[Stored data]
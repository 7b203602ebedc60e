use derive_more::Display;

/// Operations an [`AccessChecker`] can be asked about
#[derive(Clone, Copy, Debug, Display, PartialEq, Eq, Hash)]
pub enum Operation {
    #[display("view")]
    View,
}

/// Decides whether a viewer may perform an operation on an entity.
pub trait AccessChecker<E> {
    type Viewer;

    fn access(&self, entity: &E, operation: Operation, viewer: &Self::Viewer) -> bool;

    fn can_view(&self, entity: &E, viewer: &Self::Viewer) -> bool {
        self.access(entity, Operation::View, viewer)
    }
}

/// Grants every operation to everyone.
#[derive(Clone, Copy, Debug, Default)]
pub struct AllowAll;

impl<E> AccessChecker<E> for AllowAll {
    type Viewer = ();

    fn access(&self, _entity: &E, _operation: Operation, _viewer: &()) -> bool {
        true
    }
}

## TASK OBJECTIVE
Starting at the first line of the entries above, please extract each line up to and including the line with "type Viewer;", unchanged, and add nothing.

## WRITTEN ANSWER
repository 7b203602ebedc60e
use derive_more::Display;

/// Operations an [`AccessChecker`] can be asked about
#[derive(Clone, Copy, Debug, Display, PartialEq, Eq, Hash)]
pub enum Operation {
    #[display("view")]
    View,
}

/// Decides whether a viewer may perform an operation on an entity.
pub trait AccessChecker<E> {
    type Viewer;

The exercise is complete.